Nous devons aider à développer la confiance individuelle et collective dans nos quartiers et nos lieux de travail. Il y a des luttes, des solidarités. Il y a un an il y a eu un merveilleux mouvement ici avec des manifestations de masse, des journées de grève nationale, des manifestations sauvages, des places occupées. Des centaines de milliers ont participé. Plus encore ont soutenu. Ils et elles n’ont pas disparu avec les élections. Cela a eu un impact. Cela faisait longtemps qu’il n’y avait pas eu de manifestations systématiques contre les meetings du FN. Mais ça a eu lieu à nouveau pendant cette campagne et je pense que Marine Le Pen aurait eu un score encore plus élevé si ça n’avait pas été le cas. Ce n’étaient pas des manifestations de masse mais elles étaient déterminées et jeunes et vivantes. Ce 1er mai il y aura, comme chaque année, un rassemblement contre le FN (en souvenir d’un jeune migrant tué en 1995 par des fascistes venus de la marche du FN le 1er mai). Cette année le rassemblement devrait être plus gros et nous en partirons en cortège pour rejoindre la manifestation syndicale et connecter ainsi le combat antifasciste et antiraciste au combat ouvrier. Et regardez l’incroyable mouvement en Guyane. Une des manifestations rassemblait 10% de la population. En France ça voudrait dire 6 millions ! Et ils/elles ont gagné et l’Etat français tout puissant a dû reculer. En face d’un territoire colonial pauvre. Quel exemple à suivre pour tout le monde !
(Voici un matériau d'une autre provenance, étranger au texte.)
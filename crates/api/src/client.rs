//! Authenticated request helper over the session checkpoint.
//!
//! Eliminates duplicated guard → send → status-check → unwrap logic across
//! call sites: every request resolves its credential through the
//! [`AuthorizedRequestGuard`] and every failure leaves as a typed error.

use crate::{envelope, normalize};
use serde_json::Value;
use std::sync::Arc;
use veriwork_session::AuthorizedRequestGuard;
use veriwork_types::{Credential, error::Result};

/// Authenticated JSON client for the veriwork API backend.
pub struct ApiClient {
    http: rquest::Client,
    guard: Arc<AuthorizedRequestGuard>,
    base_url: String,
}

impl ApiClient {
    /// Creates a client rooted at `base_url`.
    pub fn new(
        http: rquest::Client,
        guard: Arc<AuthorizedRequestGuard>,
        base_url: impl Into<String>,
    ) -> Self {
        Self {
            http,
            guard,
            base_url: base_url.into().trim_end_matches('/').to_string(),
        }
    }

    /// GET `path` and return the unwrapped payload.
    ///
    /// # Errors
    ///
    /// Returns a session-expiry error when no credential is obtainable, or a
    /// normalized [`VeriworkError::Api`](veriwork_types::VeriworkError::Api)
    /// for any backend failure.
    pub async fn get_json(&self, path: &str, fallback: &str) -> Result<Value> {
        let credential = self.guard.require_token(None).await?;
        let builder = self
            .http
            .get(self.endpoint(path))
            .header("authorization", bearer(&credential));
        self.send(builder, fallback).await
    }

    /// POST `body` to `path` and return the unwrapped payload.
    ///
    /// # Errors
    ///
    /// Same contract as [`ApiClient::get_json`].
    pub async fn post_json(&self, path: &str, body: &Value, fallback: &str) -> Result<Value> {
        let credential = self.guard.require_token(None).await?;
        let builder = self
            .http
            .post(self.endpoint(path))
            .header("authorization", bearer(&credential))
            .header("content-type", "application/json")
            .json(body);
        self.send(builder, fallback).await
    }

    async fn send(&self, builder: rquest::RequestBuilder, fallback: &str) -> Result<Value> {
        let resp = match builder.send().await {
            Ok(resp) => resp,
            Err(err) => {
                tracing::warn!(error = %err, "transport failure");
                return Err(normalize::from_transport(&err, fallback).into());
            }
        };
        let status = resp.status();
        if !status.is_success() {
            return Err(normalize::from_response(resp, fallback).await.into());
        }
        // A success body that fails to parse is treated as absent data.
        let json = resp.json::<Value>().await.unwrap_or(Value::Null);
        Ok(envelope::unwrap_payload(json))
    }

    fn endpoint(&self, path: &str) -> String {
        format!("{}/{}", self.base_url, path.trim_start_matches('/'))
    }
}

/// Authorization header value for a credential.
fn bearer(credential: &Credential) -> String {
    format!("Bearer {}", credential.value)
}

#[cfg(test)]
mod tests {
    use super::*;
    use async_trait::async_trait;
    use veriwork_session::TokenRefresher;
    use veriwork_store::MemoryTokenStore;
    use veriwork_types::{TokenRenewer, TokenStore, VeriworkError};

    struct NoRenewal;

    #[async_trait]
    impl TokenRenewer for NoRenewal {
        async fn renew(&self) -> Result<Credential> {
            Err(VeriworkError::Http("no renewal path".into()))
        }
    }

    fn client_with_store(store: Arc<MemoryTokenStore>) -> ApiClient {
        let refresher = TokenRefresher::new(store as Arc<dyn TokenStore>, Arc::new(NoRenewal));
        let guard = AuthorizedRequestGuard::new(Arc::new(refresher));
        ApiClient::new(rquest::Client::new(), Arc::new(guard), "https://api.test/")
    }

    #[test]
    fn test_bearer_header_value() {
        let c = Credential::new("abc123", 0);
        assert_eq!(bearer(&c), "Bearer abc123");
    }

    #[test]
    fn test_endpoint_joins_without_double_slash() {
        let client = client_with_store(Arc::new(MemoryTokenStore::new()));
        assert_eq!(client.endpoint("/records/7"), "https://api.test/records/7");
        assert_eq!(client.endpoint("records/7"), "https://api.test/records/7");
    }

    #[tokio::test]
    async fn test_missing_session_fails_before_any_request() {
        // The guard rejects up front; no request is ever built, so the typed
        // session error comes back even with an unroutable base URL.
        let client = client_with_store(Arc::new(MemoryTokenStore::new()));
        let err = client.get_json("/records", "Could not load records").await;
        assert!(matches!(
            err.unwrap_err(),
            VeriworkError::SessionExpired { .. }
        ));
    }
}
L’histoire n’est pas écrite à l’avance. Les temps à venir seront très instables. Marx a dit que notre classe, la classe ouvrière existe en soi. Mais pour être une alternative à Trump ou Le Pen elle doit devenir une classe pour soi et elle ne peut faire cela qu’en passant par l’expérience du combat et la cristallisation en organisation. Les confrontations sont à venir. Avant le fascisme il y aura des étapes de gouvernements instables et des opportunités pour construire de notre côté. Le temps est désormais compté mais rien n’est perdu.
- Un commentaire sur notre gouvernement ? Penses-tu que Syriza est un bon exemple ?
De Grèce l’exemple vient plutôt de la combattivité des travailleurs, la solidarité avec les migrantEs, le combat uni contre Aube Dorée. Je pense que, sans ça, le gouvernement Syriza aurait encore plus trahi ou serait tombé sur sa droite. Ce n’est pas la fin de l’histoire mais c’est la voie à suivre.